This possesses similar characteristics to Fano resonances in which the electromagnetic coupling between a dark mode with narrow resonance linewidth and a bright mode with a broad resonance linewidth creates a

sharp Fano dip in the spectrum, which GSK2879552 in vivo can be used to enhance the sensing FOM [18]. A similar coupling effect has also been observed for propagating surface plasmons and waveguide modes in one-dimensional periodic metal grooves [29]. We have to point out that the linewidth reduction observed here may be the main contribution to the reported FOM enhancements [6–9]. Figure 4 Incident angle-averaged extinction spectra. Normalized incident angle-averaged extinction spectra for nanorods of types A, B, C, and D in the wavelength of interest, with surrounding medium of RI = 1.33. The red double arrows denote the fullwidth at half maximum linewidth of each peak. For the D curve, the extrapolation line is also shown. The curves are plotted in offset for clarity, with insets showing the schematics of the nanorods (left) Salubrinal manufacturer and their angle-dependent extinction spectra (right). FOM of quadrupole resonances Finally, we calculated

the overall sensing FOM in terms of the RI sensing sensitivity and the extracted resonance linewidth, with results summarized in Table 1 in which some data from literature are also added for reference.

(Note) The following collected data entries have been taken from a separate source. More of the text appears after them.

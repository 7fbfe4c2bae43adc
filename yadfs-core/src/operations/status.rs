use crate::{MasterApi, Result};
use std::sync::Arc;

#[derive(Clone)]
pub struct StatusOperation {
    master: Arc<dyn MasterApi>,
}

impl StatusOperation {
    pub fn new(master: Arc<dyn MasterApi>) -> Self {
        Self { master }
    }

    pub async fn run(&self) -> Result<serde_json::Value> {
        self.master.status().await
    }
}
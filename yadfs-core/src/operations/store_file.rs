use crate::{
    DatanodeAddress, FileDescriptor, MasterApi, ReplicaRequest, ReplicaResponse,
    ReplicaSetExecutor, Result, StoreReceipt, YadfsError,
};
use bytes::Bytes;
use std::sync::Arc;

#[derive(Clone)]
pub struct StoreFileOperation {
    master: Arc<dyn MasterApi>,
    executor: Arc<ReplicaSetExecutor>,
}

#[derive(Debug, Clone)]
pub struct StoreFileOperationRequest {
    pub path: String,
    pub body: Bytes,
}

#[derive(Debug, Clone)]
pub struct StoreFileOperationResult {
    pub file: FileDescriptor,
    pub datanodes: Vec<DatanodeAddress>,
    pub size_bytes: u64,
    pub receipt: StoreReceipt,
}

impl StoreFileOperation {
    pub fn new(master: Arc<dyn MasterApi>, executor: Arc<ReplicaSetExecutor>) -> Self {
        Self { master, executor }
    }

    pub async fn run(&self, request: StoreFileOperationRequest) -> Result<StoreFileOperationResult> {
        let StoreFileOperationRequest { path, body } = request;

        let allocated = match self.master.allocate_file(&path).await {
            Ok(allocated) => allocated,
            Err(error) => {
                tracing::warn!("Store failed: leg=allocate path={} error={}", path, error);
                return Err(error);
            }
        };

        let file = allocated.file;
        let datanodes = allocated.datanodes;
        let size_bytes = body.len() as u64;

        let replicated = self
            .executor
            .execute(&datanodes, &file.file_id, ReplicaRequest::Store(body))
            .await
            .and_then(|response| match response {
                ReplicaResponse::Stored(receipt) => Ok(receipt),
                other => Err(YadfsError::Internal(format!(
                    "store returned {:?}",
                    other
                ))),
            });

        let receipt = match replicated {
            Ok(receipt) => receipt,
            Err(error) => {
                tracing::warn!(
                    "Store failed after allocation: leg=replicate path={} file_id={} error={}",
                    path,
                    file.file_id,
                    error
                );
                return Err(YadfsError::UnwrittenAllocation {
                    path,
                    file_id: file.file_id,
                    source: Box::new(error),
                });
            }
        };

        tracing::info!(
            "Stored file: path={} file_id={} size={} acknowledged={}/{}",
            path,
            file.file_id,
            size_bytes,
            receipt.acknowledged,
            datanodes.len()
        );

        Ok(StoreFileOperationResult {
            file,
            datanodes,
            size_bytes,
            receipt,
        })
    }
}
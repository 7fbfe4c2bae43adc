pub mod change_dir;
pub mod copy_file;
pub mod delete_path;
pub mod list_path;
pub mod make_dir;
pub mod retrieve_file;
pub mod status;
pub mod store_file;

pub use change_dir::{ChangeDirOperation, ChangeDirOperationOutcome};
pub use copy_file::{
    CopyFileOperation, CopyFileOperationOutcome, CopyFileOperationRequest,
    CopyFileOperationResult,
};
pub use delete_path::{
    DeleteAction, DeletePathOperation, DeletePathOperationOutcome, classify,
};
pub use list_path::{ListPathOperation, ListPathOperationOutcome};
pub use make_dir::MakeDirOperation;
pub use retrieve_file::{
    RetrieveFileOperation, RetrieveFileOperationOutcome, RetrieveFileOperationResult,
};
pub use status::StatusOperation;
pub use store_file::{StoreFileOperation, StoreFileOperationRequest, StoreFileOperationResult};
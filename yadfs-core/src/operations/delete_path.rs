use crate::confirm::{Confirmer, confirm};
use crate::session::{SessionContext, is_ancestor_or_self};
use crate::{DirectoryListing, MasterApi, PathKind, Result};
use std::sync::Arc;

/// What the delete procedure does once the target has been classified.
#[derive(Debug, Clone, Copy, PartialEq, Eq)]
pub enum DeleteAction {
    DeleteFile,
    DeleteDirectory,
    AskConfirmation,
    NoSuchPath,
}

/// A file wins over a directory when the master reports both.
pub fn classify(file_found: bool, directory: Option<&DirectoryListing>) -> DeleteAction {
    if file_found {
        return DeleteAction::DeleteFile;
    }

    match directory {
        Some(listing) if listing.is_empty() => DeleteAction::DeleteDirectory,
        Some(_) => DeleteAction::AskConfirmation,
        None => DeleteAction::NoSuchPath,
    }
}

#[derive(Debug, Clone, PartialEq, Eq)]
pub enum DeletePathOperationOutcome {
    GuardRejected,
    DeletedFile,
    DeletedDirectory,
    Declined,
    NotFound,
}

#[derive(Clone)]
pub struct DeletePathOperation {
    master: Arc<dyn MasterApi>,
}

impl DeletePathOperation {
    pub fn new(master: Arc<dyn MasterApi>) -> Self {
        Self { master }
    }

    /// `target` may be relative; it is resolved against the session first.
    pub async fn run(
        &self,
        session: &SessionContext,
        target: &str,
        confirmer: &mut dyn Confirmer,
    ) -> Result<DeletePathOperationOutcome> {
        let target = session.resolve(target);
        let target = target.as_str();

        if is_ancestor_or_self(target, session.working_dir()) {
            tracing::debug!(
                "Delete rejected: target={} working_dir={}",
                target,
                session.working_dir()
            );
            return Ok(DeletePathOperationOutcome::GuardRejected);
        }

        let (file, directory) = tokio::try_join!(
            self.master.resolve_file(target),
            self.master.resolve_directory(target)
        )?;

        match classify(file.is_some(), directory.as_ref()) {
            DeleteAction::DeleteFile => {
                self.master.delete_path(target, PathKind::File).await?;
                tracing::info!("Deleted file: path={}", target);
                Ok(DeletePathOperationOutcome::DeletedFile)
            }
            DeleteAction::DeleteDirectory => {
                self.master.delete_path(target, PathKind::Directory).await?;
                tracing::info!("Deleted empty directory: path={}", target);
                Ok(DeletePathOperationOutcome::DeletedDirectory)
            }
            DeleteAction::AskConfirmation => {
                let prompt = format!(
                    "delete: directory '{}' is not empty, remove? [y/N]: ",
                    target
                );
                if !confirm(confirmer, &prompt).await? {
                    return Ok(DeletePathOperationOutcome::Declined);
                }

                self.master.delete_path(target, PathKind::Directory).await?;
                tracing::info!("Deleted non-empty directory: path={}", target);
                Ok(DeletePathOperationOutcome::DeletedDirectory)
            }
            DeleteAction::NoSuchPath => Ok(DeletePathOperationOutcome::NotFound),
        }
    }
}
use async_trait::async_trait;
use std::io::Write;
use tokio::io::{AsyncBufRead, AsyncBufReadExt, BufReader, Lines, Stdin};
use yadfs_core::{Confirmer, Result};

/// Line-oriented operator input. The same reader serves commands and
/// confirmations so no buffered input is lost between them.
pub struct Terminal<R> {
    lines: Lines<R>,
}

impl Terminal<BufReader<Stdin>> {
    pub fn stdin() -> Self {
        Self::new(BufReader::new(tokio::io::stdin()))
    }
}

impl<R: AsyncBufRead + Unpin> Terminal<R> {
    pub fn new(reader: R) -> Self {
        Self {
            lines: reader.lines(),
        }
    }

    /// Prints `prompt` without a newline and waits for one line. `None` on end of input.
    pub async fn read_line(&mut self, prompt: &str) -> Result<Option<String>> {
        let mut stdout = std::io::stdout();
        write!(stdout, "{}", prompt)?;
        stdout.flush()?;

        Ok(self.lines.next_line().await?)
    }
}

#[async_trait]
impl<R: AsyncBufRead + Unpin + Send> Confirmer for Terminal<R> {
    async fn ask(&mut self, prompt: &str) -> Result<Option<String>> {
        self.read_line(prompt).await
    }

    fn reject(&mut self, _answer: &str) {
        println!("Incorrect input");
    }
}
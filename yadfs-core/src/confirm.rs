use crate::Result;
use async_trait::async_trait;

#[derive(Debug, Clone, Copy, PartialEq, Eq)]
pub enum ConfirmationAnswer {
    Accept,
    Decline,
    Reprompt,
}

/// Empty input declines; a single `y` or `n` (any case) decides; anything else asks again.
pub fn parse_confirmation(raw: &str) -> ConfirmationAnswer {
    let mut tokens = raw.split_whitespace();
    let Some(answer) = tokens.next() else {
        return ConfirmationAnswer::Decline;
    };

    if tokens.next().is_some() {
        return ConfirmationAnswer::Reprompt;
    }

    if answer.eq_ignore_ascii_case("y") {
        ConfirmationAnswer::Accept
    } else if answer.eq_ignore_ascii_case("n") {
        ConfirmationAnswer::Decline
    } else {
        ConfirmationAnswer::Reprompt
    }
}

/// Terminal side of the confirmation loop.
#[async_trait]
pub trait Confirmer: Send {
    /// Show `prompt` and return the raw answer, or `None` once input is exhausted.
    async fn ask(&mut self, prompt: &str) -> Result<Option<String>>;

    /// Called before asking again after an answer that was neither yes nor no.
    fn reject(&mut self, _answer: &str) {}
}

/// Loops on `confirmer` until the operator accepts or declines.
pub async fn confirm(confirmer: &mut dyn Confirmer, prompt: &str) -> Result<bool> {
    loop {
        let Some(raw) = confirmer.ask(prompt).await? else {
            return Ok(false);
        };

        match parse_confirmation(&raw) {
            ConfirmationAnswer::Accept => return Ok(true),
            ConfirmationAnswer::Decline => return Ok(false),
            ConfirmationAnswer::Reprompt => confirmer.reject(&raw),
        }
    }
}
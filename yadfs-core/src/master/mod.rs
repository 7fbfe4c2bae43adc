//! Metadata operations against the master.
//!
//! [`MasterApi`] is the seam the operations are written against; [`MasterClient`]
//! is the HTTP implementation used by the shell.

pub mod client;
pub mod types;

use crate::error::Result;
use async_trait::async_trait;

pub use client::MasterClient;
pub use types::{AllocatedFile, DatanodeAddress, DirectoryListing, FileDescriptor, PathKind};

/// One request per call, no retries. Paths are already absolute.
#[async_trait]
pub trait MasterApi: Send + Sync {
    /// Free-form health payload of the master
    async fn status(&self) -> Result<serde_json::Value>;

    /// Look up an existing file; `None` when the master does not know it
    async fn resolve_file(&self, path: &str) -> Result<Option<FileDescriptor>>;

    /// Look up an existing directory; `None` when the master does not know it
    async fn resolve_directory(&self, path: &str) -> Result<Option<DirectoryListing>>;

    /// Register a new or overwritten file and obtain its replica set
    async fn allocate_file(&self, path: &str) -> Result<AllocatedFile>;

    async fn create_directory(&self, path: &str) -> Result<()>;

    async fn delete_path(&self, path: &str, kind: PathKind) -> Result<()>;
}
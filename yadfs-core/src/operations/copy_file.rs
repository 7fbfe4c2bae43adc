use super::retrieve_file::{RetrieveFileOperation, RetrieveFileOperationOutcome};
use super::store_file::{StoreFileOperation, StoreFileOperationRequest};
use crate::{FileDescriptor, Result};

/// Retrieve followed by store, buffered entirely in memory.
#[derive(Clone)]
pub struct CopyFileOperation {
    retrieve: RetrieveFileOperation,
    store: StoreFileOperation,
}

#[derive(Debug, Clone)]
pub struct CopyFileOperationRequest {
    pub source: String,
    pub destination: String,
}

#[derive(Debug, Clone)]
pub struct CopyFileOperationResult {
    pub source: FileDescriptor,
    pub destination: FileDescriptor,
    pub size_bytes: u64,
}

#[derive(Debug, Clone)]
pub enum CopyFileOperationOutcome {
    Copied(CopyFileOperationResult),
    SourceNotFound,
}

impl CopyFileOperation {
    pub fn new(retrieve: RetrieveFileOperation, store: StoreFileOperation) -> Self {
        Self { retrieve, store }
    }

    pub async fn run(&self, request: CopyFileOperationRequest) -> Result<CopyFileOperationOutcome> {
        let CopyFileOperationRequest {
            source,
            destination,
        } = request;

        let retrieved = match self.retrieve.run(&source).await? {
            RetrieveFileOperationOutcome::Found(retrieved) => retrieved,
            RetrieveFileOperationOutcome::NotFound => {
                return Ok(CopyFileOperationOutcome::SourceNotFound);
            }
        };

        let stored = self
            .store
            .run(StoreFileOperationRequest {
                path: destination,
                body: retrieved.body,
            })
            .await?;

        tracing::info!(
            "Copied file: source={} destination={} size={}",
            source,
            stored.file.path,
            stored.size_bytes
        );

        Ok(CopyFileOperationOutcome::Copied(CopyFileOperationResult {
            source: retrieved.file,
            destination: stored.file,
            size_bytes: stored.size_bytes,
        }))
    }
}
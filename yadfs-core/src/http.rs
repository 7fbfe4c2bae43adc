use crate::Result;
use reqwest::Client;
use std::time::Duration;

#[derive(Debug, Clone)]
pub struct TransportOptions {
    pub request_timeout: Duration,
    pub connect_timeout: Duration,
    /// Honor `HTTP_PROXY`-style environment variables.
    pub system_proxy: bool,
}

impl Default for TransportOptions {
    fn default() -> Self {
        Self {
            request_timeout: Duration::from_secs(30),
            connect_timeout: Duration::from_secs(5),
            system_proxy: true,
        }
    }
}

/// Shared reqwest client; a timed-out request surfaces as an ordinary HTTP error.
pub fn build_http_client(options: &TransportOptions) -> Result<Client> {
    let mut builder = Client::builder()
        .timeout(options.request_timeout)
        .connect_timeout(options.connect_timeout);

    if !options.system_proxy {
        builder = builder.no_proxy();
    }

    Ok(builder.build()?)
}

pub(crate) async fn response_message(response: reqwest::Response) -> String {
    match response.text().await {
        Ok(text) if !text.trim().is_empty() => text.trim().to_string(),
        Ok(_) => String::new(),
        Err(error) => format!("<unreadable body: {}>", error),
    }
}
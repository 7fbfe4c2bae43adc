mod command;
mod config;
mod local_fs;
mod shell;
mod terminal;

use clap::Parser;
use config::Config;
use shell::Shell;
use terminal::Terminal;
use tracing_subscriber::layer::SubscriberExt;
use tracing_subscriber::util::SubscriberInitExt;
use yadfs_core::Orchestrator;

#[derive(Parser)]
#[command(name = "yadfs")]
#[command(about = "Interactive client for the YADFS distributed file store")]
struct Cli {
    /// Path to configuration file
    #[arg(short, long, default_value = "yadfs.yaml")]
    config: String,

    /// Master node address, overrides master.address from config
    #[arg(long, env = "MASTER_NODE")]
    master: Option<String>,
}

#[tokio::main]
async fn main() {
    tracing_subscriber::registry()
        .with(
            tracing_subscriber::EnvFilter::try_from_default_env()
                .unwrap_or_else(|_| "yadfs=warn".into()),
        )
        .with(tracing_subscriber::fmt::layer().with_writer(std::io::stderr))
        .init();

    let cli = Cli::parse();

    let mut cfg = match Config::load(&cli.config) {
        Ok(c) => c,
        Err(error) => {
            tracing::error!("Failed to load config: {}", error);
            std::process::exit(1);
        }
    };

    if let Some(master) = cli.master {
        tracing::info!("Using master override '{}'", master);
        cfg.master.address = master;
    }

    let orchestrator = match Orchestrator::connect(
        &cfg.master.address,
        &cfg.transport_options(),
        cfg.replica_policy(),
    ) {
        Ok(orchestrator) => orchestrator,
        Err(error) => {
            tracing::error!("Failed to set up client: {}", error);
            std::process::exit(1);
        }
    };

    if let Err(error) = run_shell(orchestrator).await {
        tracing::error!("Shell error: {}", error);
        std::process::exit(1);
    }
}

async fn run_shell(orchestrator: Orchestrator) -> yadfs_core::Result<()> {
    let mut shell = Shell::new(orchestrator, std::io::stdout());
    let mut terminal = Terminal::stdin();

    shell.print_help()?;
    shell.run(&mut terminal).await
}
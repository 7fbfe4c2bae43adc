use crate::{
    FileDescriptor, MasterApi, ReplicaRequest, ReplicaResponse, ReplicaSetExecutor, Result,
    YadfsError,
};
use bytes::Bytes;
use std::sync::Arc;

#[derive(Clone)]
pub struct RetrieveFileOperation {
    master: Arc<dyn MasterApi>,
    executor: Arc<ReplicaSetExecutor>,
}

#[derive(Debug, Clone)]
pub struct RetrieveFileOperationResult {
    pub file: FileDescriptor,
    pub body: Bytes,
}

#[derive(Debug, Clone)]
pub enum RetrieveFileOperationOutcome {
    Found(RetrieveFileOperationResult),
    NotFound,
}

impl RetrieveFileOperation {
    pub fn new(master: Arc<dyn MasterApi>, executor: Arc<ReplicaSetExecutor>) -> Self {
        Self { master, executor }
    }

    pub async fn run(&self, path: &str) -> Result<RetrieveFileOperationOutcome> {
        let Some(file) = self.master.resolve_file(path).await? else {
            tracing::debug!("Retrieve: no such file path={}", path);
            return Ok(RetrieveFileOperationOutcome::NotFound);
        };

        let fetched = self
            .executor
            .execute(&file.nodes, &file.file_id, ReplicaRequest::Fetch)
            .await
            .and_then(|response| match response {
                ReplicaResponse::Fetched { body, source } => {
                    tracing::debug!("Retrieved path={} from node={}", path, source);
                    Ok(body)
                }
                other => Err(YadfsError::Internal(format!(
                    "fetch returned {:?}",
                    other
                ))),
            });

        let body = match fetched {
            Ok(body) => body,
            Err(error) => {
                tracing::warn!(
                    "Retrieve failed after resolve: leg=fetch path={} file_id={} error={}",
                    path,
                    file.file_id,
                    error
                );
                return Err(error);
            }
        };

        Ok(RetrieveFileOperationOutcome::Found(
            RetrieveFileOperationResult { file, body },
        ))
    }
}
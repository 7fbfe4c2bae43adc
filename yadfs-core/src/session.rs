//! Working-directory state for an interactive session and the path helpers
//! that resolve operator input against it.

pub const ROOT: &str = "/";

#[derive(Debug, Clone, PartialEq, Eq)]
pub struct SessionContext {
    working_dir: String,
}

impl Default for SessionContext {
    fn default() -> Self {
        Self::new()
    }
}

impl SessionContext {
    pub fn new() -> Self {
        Self {
            working_dir: ROOT.to_string(),
        }
    }

    pub fn working_dir(&self) -> &str {
        &self.working_dir
    }

    /// Resolves `input` against the working directory into a normalized absolute path.
    pub fn resolve(&self, input: &str) -> String {
        if input.starts_with('/') {
            normalize_path(input)
        } else {
            normalize_path(&format!("{}/{}", self.working_dir, input))
        }
    }

    /// Only the change-directory operation moves the session, after the master
    /// has confirmed the destination.
    pub(crate) fn set_working_dir(&mut self, path: String) {
        self.working_dir = path;
    }
}

pub fn normalize_path(input: &str) -> String {
    let mut parts: Vec<&str> = Vec::new();
    for part in input.split('/') {
        match part {
            "" | "." => {}
            ".." => {
                parts.pop();
            }
            other => parts.push(other),
        }
    }

    if parts.is_empty() {
        ROOT.to_string()
    } else {
        format!("/{}", parts.join("/"))
    }
}

pub fn join_path(directory: &str, name: &str) -> String {
    normalize_path(&format!("{}/{}", directory, name))
}

/// True when `target` is `path` itself or one of its ancestors, compared segment by segment.
pub fn is_ancestor_or_self(target: &str, path: &str) -> bool {
    let target = normalize_path(target);
    let path = normalize_path(path);

    if target == ROOT || target == path {
        return true;
    }

    path.strip_prefix(target.as_str())
        .is_some_and(|rest| rest.starts_with('/'))
}
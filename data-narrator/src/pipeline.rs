//! End-to-end run: dataset → conversation → chat reply → speech → playback.
//!
//! Every step waits for the previous one; the first error ends the run.

use std::path::PathBuf;
use std::time::Instant;

use tracing::info;

use crate::audio::{AudioOutput, AudioPlayer};
use crate::chat::ChatClient;
use crate::config::{ApiConfig, Config, DatasetConfig, PromptConfig};
use crate::conversation;
use crate::dataset;
use crate::error::{Error, Result};
use crate::speech::SpeechSynthesizer;

/// What a completed run produced.
#[derive(Debug, Clone)]
pub struct RunSummary {
    pub chunks: usize,
    pub messages_sent: usize,
    pub reply: String,
    pub audio_path: PathBuf,
}

pub struct Pipeline<O> {
    dataset: DatasetConfig,
    prompts: PromptConfig,
    chat: ChatClient,
    speech: SpeechSynthesizer,
    player: AudioPlayer<O>,
}

impl<O: AudioOutput> Pipeline<O> {
    pub fn new(config: &Config, api: &ApiConfig, output: O) -> Result<Self> {
        Ok(Self {
            dataset: config.dataset.clone(),
            prompts: config.prompts.clone(),
            chat: ChatClient::new(api, &config.chat)?,
            speech: SpeechSynthesizer::new(api, &config.speech)?,
            player: AudioPlayer::new(&config.playback.output_path, output),
        })
    }

    pub fn player(&self) -> &AudioPlayer<O> {
        &self.player
    }

    pub async fn run(&mut self) -> Result<RunSummary> {
        let t_start = Instant::now();

        let chunks = dataset::load(
            &self.dataset.path,
            self.dataset.row_limit,
            self.dataset.chunk_length,
        )?;

        let conversation = conversation::build(
            &chunks,
            &self.prompts.task_description,
            &self.prompts.context,
        );
        let messages_sent = conversation.len();

        let answered = self.chat.send(&conversation).await?;
        let reply = answered
            .reply()
            .ok_or(Error::EmptyCompletion)?
            .to_string();

        println!("Response from {}: {reply}", self.chat.model());

        let blob = self.speech.synthesize(&reply).await?;

        info!("Playing audio...");
        self.player.play(&blob)?;

        info!(
            "Run complete in {:.1}s",
            t_start.elapsed().as_secs_f64()
        );

        Ok(RunSummary {
            chunks: chunks.len(),
            messages_sent,
            reply,
            audio_path: self.player.output_path().to_path_buf(),
        })
    }
}
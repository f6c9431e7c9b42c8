//! Text-to-speech client.
//!
//! Posts text to `{base_url}/audio/speech` and returns the audio bytes as a
//! base64 [`AudioBlob`].

use std::time::Instant;

use base64::engine::general_purpose::STANDARD;
use base64::Engine;
use reqwest::Client;
use serde::Serialize;
use tracing::{debug, info};

use crate::config::{ApiConfig, SpeechConfig};
use crate::error::{Error, Result};

/// Encoded audio as base64 text.
#[derive(Debug, Clone, PartialEq, Eq)]
pub struct AudioBlob(String);

impl AudioBlob {
    pub fn encode(bytes: &[u8]) -> Self {
        Self(STANDARD.encode(bytes))
    }

    pub fn from_base64(encoded: impl Into<String>) -> Self {
        Self(encoded.into())
    }

    pub fn as_str(&self) -> &str {
        &self.0
    }

    pub fn decode(&self) -> Result<Vec<u8>> {
        STANDARD
            .decode(&self.0)
            .map_err(|e| Error::Decode(format!("invalid base64 payload: {e}")))
    }
}

#[derive(Serialize)]
struct SpeechRequest<'a> {
    model: &'a str,
    voice: &'a str,
    input: &'a str,
    response_format: &'a str,
}

pub struct SpeechSynthesizer {
    client: Client,
    api: ApiConfig,
    config: SpeechConfig,
}

impl SpeechSynthesizer {
    pub fn new(api: &ApiConfig, config: &SpeechConfig) -> Result<Self> {
        let client = Client::builder().timeout(api.timeout).build()?;

        Ok(Self {
            client,
            api: api.clone(),
            config: config.clone(),
        })
    }

    pub async fn synthesize(&self, text: &str) -> Result<AudioBlob> {
        let t_start = Instant::now();
        let url = format!("{}/audio/speech", self.api.base_url);
        let body = SpeechRequest {
            model: &self.config.model,
            voice: &self.config.voice,
            input: text,
            response_format: &self.config.response_format,
        };
        debug!(
            "Synthesizing {} chars with {}/{}",
            text.chars().count(),
            self.config.model,
            self.config.voice
        );

        let resp = self
            .client
            .post(&url)
            .bearer_auth(&self.api.api_key)
            .json(&body)
            .send()
            .await?;

        let status = resp.status();
        if !status.is_success() {
            let body = resp.text().await.unwrap_or_default();
            return Err(Error::RemoteService {
                service: "speech synthesis",
                status: status.as_u16(),
                body,
            });
        }

        let audio = resp.bytes().await?;
        let latency_ms = t_start.elapsed().as_secs_f64() * 1000.0;
        info!("Synthesized {} bytes of audio ({latency_ms:.0}ms)", audio.len());

        Ok(AudioBlob::encode(&audio))
    }
}
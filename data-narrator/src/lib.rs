//! data-narrator: send a CSV dataset to a chat model for analysis and read the
//! answer aloud.

pub mod audio;
pub mod chat;
pub mod config;
pub mod conversation;
pub mod dataset;
pub mod error;
pub mod pipeline;
pub mod speech;

pub use error::{Error, Result};
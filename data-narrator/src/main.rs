//! data-narrator: analyze a CSV dataset with a chat model and speak the result.

use clap::Parser;
use std::path::PathBuf;
use tracing::info;
use tracing_subscriber::EnvFilter;

use data_narrator::audio::RodioOutput;
use data_narrator::config::{ApiConfig, Config};
use data_narrator::pipeline::Pipeline;

#[derive(Parser, Debug)]
#[command(name = "data-narrator", about = "Analyze a CSV dataset with an LLM and read the answer aloud")]
struct Args {
    /// Path to config.yaml
    #[arg(short, long)]
    config: Option<PathBuf>,

    /// CSV file to analyze (overrides dataset.path)
    #[arg(short, long)]
    dataset: Option<PathBuf>,

    /// Number of data rows to send (overrides dataset.row_limit)
    #[arg(long)]
    rows: Option<usize>,

    /// Characters per user turn (overrides dataset.chunk_length)
    #[arg(long)]
    chunk_length: Option<usize>,

    /// Enable verbose (debug) logging
    #[arg(short, long)]
    verbose: bool,
}

#[tokio::main(flavor = "current_thread")]
async fn main() -> Result<(), Box<dyn std::error::Error>> {
    let args = Args::parse();

    // Keep HTTP internals quiet unless something goes wrong
    let filter = if args.verbose {
        EnvFilter::new("debug,hyper=warn,reqwest=info,symphonia=warn")
    } else {
        EnvFilter::new("info,hyper=warn,reqwest=warn,symphonia=warn")
    };
    tracing_subscriber::fmt().with_env_filter(filter).init();

    match dotenvy::dotenv() {
        Ok(path) => info!("Loaded environment from {}", path.display()),
        Err(e) if e.not_found() => {}
        Err(e) => tracing::warn!("Failed to load .env: {e}"),
    }

    let mut config = Config::load(args.config.as_deref());
    if let Some(path) = args.dataset {
        config.dataset.path = path;
    }
    if let Some(rows) = args.rows {
        config.dataset.row_limit = rows;
    }
    if let Some(chunk_length) = args.chunk_length {
        config.dataset.chunk_length = chunk_length;
    }
    info!("Dataset: {:?}", config.dataset);

    let api = ApiConfig::from_env(&config.api)?;

    let mut pipeline = Pipeline::new(&config, &api, RodioOutput)?;
    pipeline.run().await?;

    Ok(())
}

For plasmonic dipole modes, the FOM values derived from our numerical selleck compound methods are partially consistent with previous experimental results. A slightly larger FOM observed for the nanorod dipole mode in our studies may be due to the sharp edges of the rod defined Protein Tyrosine Kinase inhibitor in our simulation model. For quadrupole modes, we estimated an FOM of 3.9 for the nanorod of type B and 7.4 for the nanobipyramid of type D, both much larger than the FOM values [3, 6–9] reported for dipole modes in the both structures, suggesting the great promise of using quadruple resonances in single-particle RI sensing. Table 1 Comparison

of RI sensing performance for different nanoparticles Type Mode Sizea(nm) λ sp(nm) dλ sp/dn b Δλ (nm) FOM Nanorod (A) D 200/80 1,020 712.2 278.6 2.6 Nanorod (B) Q 500/80 1,030 722.1 186.8 3.9 Nanobipyramid (C) D 200/100 1,020 689.3 154.1 4.5 Nanobipyramid (D) Q 200/42.5 1,045 676.9 91.7 7.4 Nanorod [7] D 55/16 728 224   2.1 Nanorod [11] D 50/15 730 170 125 1.3 Nanobipyramid [7] D 189/40 1,098 540   4.5 Nanobipyramid [8] D 90/30 800 352   4.5 aThe nanoparticle sizes are expressed in the form of length/diameter. bThe unit for RI sensitivity is nanometers per refractive index unit (nm/RIU). D, dipole mode; Q, quadrupole mode. Conclusions In conclusion, we have demonstrated an ultrahigh overall sensing figure of merit by using plasmonic quadrupole resonances in gold nanorods and nanobipyramids.